Muhammad Rafiq Mugal (born 1936) is a Pakistani archaeologist, engaged in investigating of ethnoarchaeological research in Chitral, northern Pakistan. He has been responsible for the direction, technical support and supervision for restoration and conservation of more than thirty monuments and excavated remains of the Islamic, Buddhist and Proto-historic periods, in Punjab, Khyber-Pakhtunkhwa and Gilgit-Baltistan of Pakistan. He served as a professor of archaeology and heritage management and the director of undergraduate studies at Boston University. He is now Professor Emeritus of Archaeology at Boston University.
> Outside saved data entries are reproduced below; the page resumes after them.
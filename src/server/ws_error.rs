/// Centralized helpers for WebSocket and HTTP error responses.
///
/// Use these helpers to ensure all error messages are consistent, explicit, and include a code and context.
use actix_web::{HttpResponse, http::StatusCode};
use serde_json::Value;

use crate::server::game_session::messages::ServerWsMessage;

/// Formats a WebSocket error message as a JSON string.
///
/// # Arguments
/// - `code`: Unique error code (e.g. "INVALID_COMMAND").
/// - `message`: Human-readable error message (in English).
/// - `context`: Optional context (e.g. player id, game id).
pub fn ws_error_message(code: &str, message: &str, context: Option<Value>) -> String {
    let msg = ServerWsMessage::error(code, message, context);
    serde_json::to_string(&msg).unwrap_or_else(|_| {
        format!(r#"{{"action":"Error","data":{{"code":"{}","message":"","context":null}}}}"#, code)
    })
}

/// Returns an HTTP error response with a JSON body.
///
/// # Arguments
/// - `code`: Unique error code.
/// - `message`: Human-readable error message.
/// - `context`: Optional context value.
/// - `status`: HTTP status code.
pub fn http_error_response(
    code: &str,
    message: &str,
    context: Option<Value>,
    status: StatusCode,
) -> HttpResponse {
    let body = serde_json::json!({
        "error": {
            "code": code,
            "message": message,
            "context": context,
        }
    });
    HttpResponse::build(status).json(body)
}
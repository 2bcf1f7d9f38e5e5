/// Configuration for anti-spam and anti-flood protection.
/// All budgets are counts per one-second window.
pub const MAX_FRAMES_PER_SECOND: u32 = 30; // Any text frame; exceeding it bans.

/// Move commands accepted per second. Extra moves are dropped, not banned,
/// so a held arrow key only loses repeats.
pub const MAX_MOVES_PER_SECOND: u32 = 15;

/// Error replies per second before the connection is banned.
pub const MAX_ERRORS_PER_SECOND: u32 = 20;

pub const BAN_DURATION_SECONDS: u64 = 300;
//! Pool size formulas
//!
//! Pure functions of configuration and hardware. Results are signed: a
//! misconfiguration yields a non-positive size, which callers reject.

use crate::config::PoolParams;
use crate::kind::PoolKind;

/// `ceil(max_read_concurrency * cgo_pool_size_ratio)`
pub fn search_pool_size(max_read_concurrency: f64, cgo_pool_size_ratio: f64) -> i64 {
    let size = (max_read_concurrency * cgo_pool_size_ratio).ceil();
    if size.is_nan() {
        return 0;
    }
    // Float-to-int casts saturate at the i64 bounds.
    size as i64
}

/// One worker per usable processor
pub fn dynamic_pool_size(cpu_num: usize) -> i64 {
    i64::try_from(cpu_num).unwrap_or(i64::MAX)
}

/// `cpu_num * middle_priority_thread_core_coefficient`
pub fn load_pool_size(cpu_num: usize, middle_priority_thread_core_coefficient: i64) -> i64 {
    dynamic_pool_size(cpu_num).saturating_mul(middle_priority_thread_core_coefficient)
}

/// Target size of `kind` for the given inputs
pub fn target_size(kind: PoolKind, params: &PoolParams, cpu_num: usize) -> i64 {
    match kind {
        PoolKind::Search => {
            search_pool_size(params.max_read_concurrency, params.cgo_pool_size_ratio)
        }
        PoolKind::Dynamic => dynamic_pool_size(cpu_num),
        PoolKind::Load => {
            load_pool_size(cpu_num, params.middle_priority_thread_core_coefficient)
        }
    }
}

#[cfg(test)]
mod tests {
    use super::*;

    #[test]
    fn test_search_pool_size() {
        assert_eq!(search_pool_size(8.0, 0.5), 4);
        assert_eq!(search_pool_size(16.0, 0.5), 8);
        assert_eq!(search_pool_size(3.0, 0.5), 2);
        assert_eq!(search_pool_size(0.0, 2.0), 0);
        assert_eq!(search_pool_size(8.0, -1.0), -8);
        assert_eq!(search_pool_size(f64::NAN, 1.0), 0);
    }

    #[test]
    fn test_load_pool_size() {
        assert_eq!(load_pool_size(4, 2), 8);
        assert_eq!(load_pool_size(4, 0), 0);
        assert_eq!(load_pool_size(4, -1), -4);
        assert_eq!(load_pool_size(usize::MAX, 2), i64::MAX);
    }

    #[test]
    fn test_target_size_per_kind() {
        let params = PoolParams {
            max_read_concurrency: 8.0,
            cgo_pool_size_ratio: 0.5,
            middle_priority_thread_core_coefficient: 2,
        };

        assert_eq!(target_size(PoolKind::Search, &params, 4), 4);
        assert_eq!(target_size(PoolKind::Dynamic, &params, 4), 4);
        assert_eq!(target_size(PoolKind::Load, &params, 4), 8);
    }
}
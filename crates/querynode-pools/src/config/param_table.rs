//! In-memory configuration table with per-key watchers

use std::collections::HashMap;
use std::env;
use std::str::FromStr;
use std::sync::Arc;

use dashmap::DashMap;
use parking_lot::{Mutex, RwLock};
use tracing::{debug, trace};

use super::{keys, ConfigError, ConfigEvent, ConfigSource, EventHandler, EventType};

/// Configuration table
///
/// Every write is delivered to the handlers watching that key, on the writer's
/// thread, after the value has been stored. Writes to the same key are
/// delivered in order, one at a time; different keys do not block each other.
///
/// # Example
///
/// ```
/// use querynode_pools::config::{ConfigSource, EventHandler, ParamTable};
///
/// let table = ParamTable::new();
/// table.watch("a.b", EventHandler::new("example", |event| {
///     println!("{} changed: {}", event.key, event.has_updated);
/// }));
///
/// table.set("a.b", "1");
/// assert_eq!(table.get("a.b").as_deref(), Some("1"));
/// ```
#[derive(Default)]
pub struct ParamTable {
    values: RwLock<HashMap<String, String>>,
    handlers: DashMap<String, Vec<EventHandler>>,
    dispatch_locks: DashMap<String, Arc<Mutex<()>>>,
}

impl ParamTable {
    /// Create an empty table
    pub fn new() -> Self {
        Self::default()
    }

    /// Create a table holding the pool keys found in the environment
    ///
    /// See [`ParamTable::load_env`] for the variable naming.
    pub fn from_env() -> Self {
        let table = Self::new();
        table.load_env(keys::ALL);
        table
    }

    /// Environment variable that overrides `key`
    ///
    /// `queryNode.segcore.cgoPoolSizeRatio` maps to
    /// `QUERYNODE_SEGCORE_CGOPOOLSIZERATIO`.
    pub fn env_var_name(key: &str) -> String {
        key.replace('.', "_").to_uppercase()
    }

    /// Overlay values for `keys` from the environment
    ///
    /// Returns the number of keys found.
    pub fn load_env(&self, keys: &[&str]) -> usize {
        let mut loaded = 0;
        for key in keys {
            if let Ok(value) = env::var(Self::env_var_name(key)) {
                debug!(key, value = %value, "Loaded configuration from environment");
                self.set(key, value);
                loaded += 1;
            }
        }
        loaded
    }

    /// Write a value and notify the key's watchers
    pub fn set(&self, key: &str, value: impl Into<String>) -> ConfigEvent {
        let value = value.into();
        let lock = self.dispatch_lock(key);
        let _ordered = lock.lock();

        let previous = self.values.write().insert(key.to_string(), value.clone());
        let event = ConfigEvent {
            key: key.to_string(),
            has_updated: previous.as_deref() != Some(value.as_str()),
            event_type: if previous.is_some() {
                EventType::Update
            } else {
                EventType::Add
            },
            value: Some(value),
        };

        self.dispatch(&event);
        event
    }

    /// Remove a value and notify the key's watchers
    ///
    /// Returns `None` when the key was not set.
    pub fn remove(&self, key: &str) -> Option<ConfigEvent> {
        let lock = self.dispatch_lock(key);
        let _ordered = lock.lock();

        self.values.write().remove(key)?;
        let event = ConfigEvent {
            key: key.to_string(),
            value: None,
            event_type: EventType::Delete,
            has_updated: true,
        };

        self.dispatch(&event);
        Some(event)
    }

    /// Parse a value
    pub fn get_as<T: FromStr>(&self, key: &str) -> Result<T, ConfigError> {
        let value = self
            .get(key)
            .ok_or_else(|| ConfigError::MissingKey(key.to_string()))?;
        value.trim().parse().map_err(|_| ConfigError::Parse {
            key: key.to_string(),
            value,
        })
    }

    /// Number of handlers watching a key
    pub fn handler_count(&self, key: &str) -> usize {
        self.handlers.get(key).map(|h| h.len()).unwrap_or(0)
    }

    fn dispatch_lock(&self, key: &str) -> Arc<Mutex<()>> {
        self.dispatch_locks
            .entry(key.to_string())
            .or_default()
            .clone()
    }

    fn dispatch(&self, event: &ConfigEvent) {
        // Clone out so handlers may register watchers without deadlocking.
        let handlers = match self.handlers.get(&event.key) {
            Some(handlers) => handlers.clone(),
            None => return,
        };

        for handler in &handlers {
            trace!(
                key = %event.key,
                handler = handler.id(),
                has_updated = event.has_updated,
                "Dispatching configuration event"
            );
            handler.on_event(event);
        }
    }
}

impl ConfigSource for ParamTable {
    fn get(&self, key: &str) -> Option<String> {
        self.values.read().get(key).cloned()
    }

    fn watch(&self, key: &str, handler: EventHandler) {
        debug!(key, handler = handler.id(), "Watching configuration key");
        self.handlers
            .entry(key.to_string())
            .or_default()
            .push(handler);
    }
}

#[cfg(test)]
mod tests {
    use super::*;
    use parking_lot::Mutex as PlMutex;

    fn recording_handler(id: &str, events: &Arc<PlMutex<Vec<ConfigEvent>>>) -> EventHandler {
        let events = Arc::clone(events);
        EventHandler::new(id, move |event| events.lock().push(event.clone()))
    }

    #[test]
    fn test_set_and_get() {
        let table = ParamTable::new();
        assert!(table.get("a").is_none());

        table.set("a", "1");
        assert_eq!(table.get("a").as_deref(), Some("1"));
        assert_eq!(table.get_as::<i64>("a"), Ok(1));
    }

    #[test]
    fn test_get_as_errors() {
        let table = ParamTable::new();
        assert_eq!(
            table.get_as::<f64>("missing"),
            Err(ConfigError::MissingKey("missing".to_string()))
        );

        table.set("bad", "abc");
        assert_eq!(
            table.get_as::<f64>("bad"),
            Err(ConfigError::Parse {
                key: "bad".to_string(),
                value: "abc".to_string()
            })
        );
    }

    #[test]
    fn test_event_flags() {
        let table = ParamTable::new();

        let added = table.set("a", "1");
        assert_eq!(added.event_type, EventType::Add);
        assert!(added.has_updated);

        let same = table.set("a", "1");
        assert_eq!(same.event_type, EventType::Update);
        assert!(!same.has_updated);

        let changed = table.set("a", "2");
        assert!(changed.has_updated);

        let removed = table.remove("a").unwrap();
        assert_eq!(removed.event_type, EventType::Delete);
        assert!(removed.value.is_none());
        assert!(table.remove("a").is_none());
    }

    #[test]
    fn test_watchers_receive_every_write() {
        let table = ParamTable::new();
        let events = Arc::new(PlMutex::new(Vec::new()));
        table.watch("a", recording_handler("first", &events));
        table.watch("a", recording_handler("second", &events));
        table.watch("b", recording_handler("other", &events));

        table.set("a", "1");
        table.set("a", "1");

        let events = events.lock();
        assert_eq!(events.len(), 4);
        assert_eq!(events.iter().filter(|e| e.has_updated).count(), 2);
        assert!(events.iter().all(|e| e.key == "a"));
        assert_eq!(table.handler_count("a"), 2);
        assert_eq!(table.handler_count("b"), 1);
    }

    #[test]
    fn test_handler_sees_new_value() {
        let table = Arc::new(ParamTable::new());
        let seen = Arc::new(PlMutex::new(None));

        let reader = Arc::clone(&table);
        let sink = Arc::clone(&seen);
        table.watch(
            "a",
            EventHandler::new("reader", move |_| {
                *sink.lock() = reader.get("a");
            }),
        );

        table.set("a", "42");
        assert_eq!(seen.lock().as_deref(), Some("42"));
    }

    #[test]
    fn test_handler_may_register_watchers() {
        let table = Arc::new(ParamTable::new());
        let inner = Arc::clone(&table);
        table.watch(
            "a",
            EventHandler::new("registrar", move |_| {
                inner.watch("b", EventHandler::new("late", |_| {}));
            }),
        );

        table.set("a", "1");
        assert_eq!(table.handler_count("b"), 1);
    }

    #[test]
    fn test_env_var_name() {
        assert_eq!(
            ParamTable::env_var_name("queryNode.segcore.cgoPoolSizeRatio"),
            "QUERYNODE_SEGCORE_CGOPOOLSIZERATIO"
        );
    }

    #[test]
    fn test_load_env() {
        let key = "paramTableTest.loadEnv.value";
        std::env::set_var(ParamTable::env_var_name(key), "7");

        let table = ParamTable::new();
        assert_eq!(table.load_env(&[key, "paramTableTest.loadEnv.absent"]), 1);
        assert_eq!(table.get(key).as_deref(), Some("7"));

        std::env::remove_var(ParamTable::env_var_name(key));
    }
}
==Contributions in restoration and conservation==
Mughal supervised the preparation of a number of conservation and restoration projects of archaeological and architectural heritage of Pakistan. He also planned, organized and directed archaeological fieldworks and research projects of extensive surveys involving documentation of sites, monuments, and excavations across the world on locations of diverse cultural contents ranging in date from the Prehistoric to Islamic periods. He also conducted extensive surveys in co-ordination of various international archaeologists for explorations in Sindh, Balochistan, Punjab, Khyber-Pakhtunkhwa and Northern Areas of Pakistan that led to the discovery of various settlements of the Indus Civilization and of other cultural contents.

===Museum development===
Mughal has contributed to the development of several museums in Pakistan. This includes contributing to establishing the Islamabad Museum in 1994. He also helped to reorganize Swat Museum, Saidu Sharif in collaboration with Japanese museologists. He was also a leading figure in proposing the establishment of the Museum of Archaeology and Anthropology at Gilgit in 1993, the Museum at Rohtas Fort (1994), the Ethnological and Archaeological Museum at Multan (1995) and for the expansion of Taxila Museum (1994).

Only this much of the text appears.